• _Exercise inputs_
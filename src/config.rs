//! Store configuration

use std::path::{Path, PathBuf};

use serde::Deserialize;

use crate::error::{Error, Result};

/// Settings for opening a [`Store`](crate::Store)
#[derive(Debug, Clone, PartialEq, Eq, Deserialize)]
#[serde(default)]
pub struct StoreConfig {
    /// LMDB environment directory (created if missing)
    pub path: PathBuf,
    /// Maximum size of the memory map in bytes
    pub map_size: usize,
    pub max_readers: u32,
    /// Cache compiled masks by role-set fingerprint
    pub cache_masks: bool,
    /// Entries kept before the cache is emptied
    pub cache_capacity: usize,
}

impl Default for StoreConfig {
    fn default() -> Self {
        StoreConfig {
            path: PathBuf::from("boardroles.mdb"),
            map_size: 1 << 30,
            max_readers: 126,
            cache_masks: true,
            cache_capacity: 4096,
        }
    }
}

impl StoreConfig {
    pub fn new(path: impl AsRef<Path>) -> Self {
        StoreConfig {
            path: path.as_ref().to_path_buf(),
            ..Default::default()
        }
    }

    pub fn from_json_str(s: &str) -> Result<Self> {
        let c: StoreConfig = serde_json::from_str(s).map_err(|e| Error::Config(e.to_string()))?;
        c.validate()?;
        Ok(c)
    }

    pub fn from_json_file(path: impl AsRef<Path>) -> Result<Self> {
        let path = path.as_ref();
        let s = std::fs::read_to_string(path)
            .map_err(|e| Error::Config(format!("{}: {}", path.display(), e)))?;
        Self::from_json_str(&s)
    }

    pub fn validate(&self) -> Result<()> {
        if self.path.as_os_str().is_empty() {
            return Err(Error::Config("path must not be empty".into()));
        }
        if self.map_size < 1 << 20 {
            return Err(Error::Config(format!("map_size {} is below 1 MiB", self.map_size)));
        }
        if self.max_readers == 0 {
            return Err(Error::Config("max_readers must be positive".into()));
        }
        Ok(())
    }
}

• _What you are asked to do_
Reproduce every record, making sure each one stays exactly the same.

• _Written solution_
filename src/config.rs
//! Store configuration

use std::path::{Path, PathBuf};

use serde::Deserialize;

use crate::error::{Error, Result};

/// Settings for opening a [`Store`](crate::Store)
#[derive(Debug, Clone, PartialEq, Eq, Deserialize)]
#[serde(default)]
pub struct StoreConfig {
    /// LMDB environment directory (created if missing)
    pub path: PathBuf,
    /// Maximum size of the memory map in bytes
    pub map_size: usize,
    pub max_readers: u32,
    /// Cache compiled masks by role-set fingerprint
    pub cache_masks: bool,
    /// Entries kept before the cache is emptied
    pub cache_capacity: usize,
}

impl Default for StoreConfig {
    fn default() -> Self {
        StoreConfig {
            path: PathBuf::from("boardroles.mdb"),
            map_size: 1 << 30,
            max_readers: 126,
            cache_masks: true,
            cache_capacity: 4096,
        }
    }
}

impl StoreConfig {
    pub fn new(path: impl AsRef<Path>) -> Self {
        StoreConfig {
            path: path.as_ref().to_path_buf(),
            ..Default::default()
        }
    }

    pub fn from_json_str(s: &str) -> Result<Self> {
        let c: StoreConfig = serde_json::from_str(s).map_err(|e| Error::Config(e.to_string()))?;
        c.validate()?;
        Ok(c)
    }

    pub fn from_json_file(path: impl AsRef<Path>) -> Result<Self> {
        let path = path.as_ref();
        let s = std::fs::read_to_string(path)
            .map_err(|e| Error::Config(format!("{}: {}", path.display(), e)))?;
        Self::from_json_str(&s)
    }

    pub fn validate(&self) -> Result<()> {
        if self.path.as_os_str().is_empty() {
            return Err(Error::Config("path must not be empty".into()));
        }
        if self.map_size < 1 << 20 {
            return Err(Error::Config(format!("map_size {} is below 1 MiB", self.map_size)));
        }
        if self.max_readers == 0 {
            return Err(Error::Config("max_readers must be positive".into()));
        }
        Ok(())
    }
}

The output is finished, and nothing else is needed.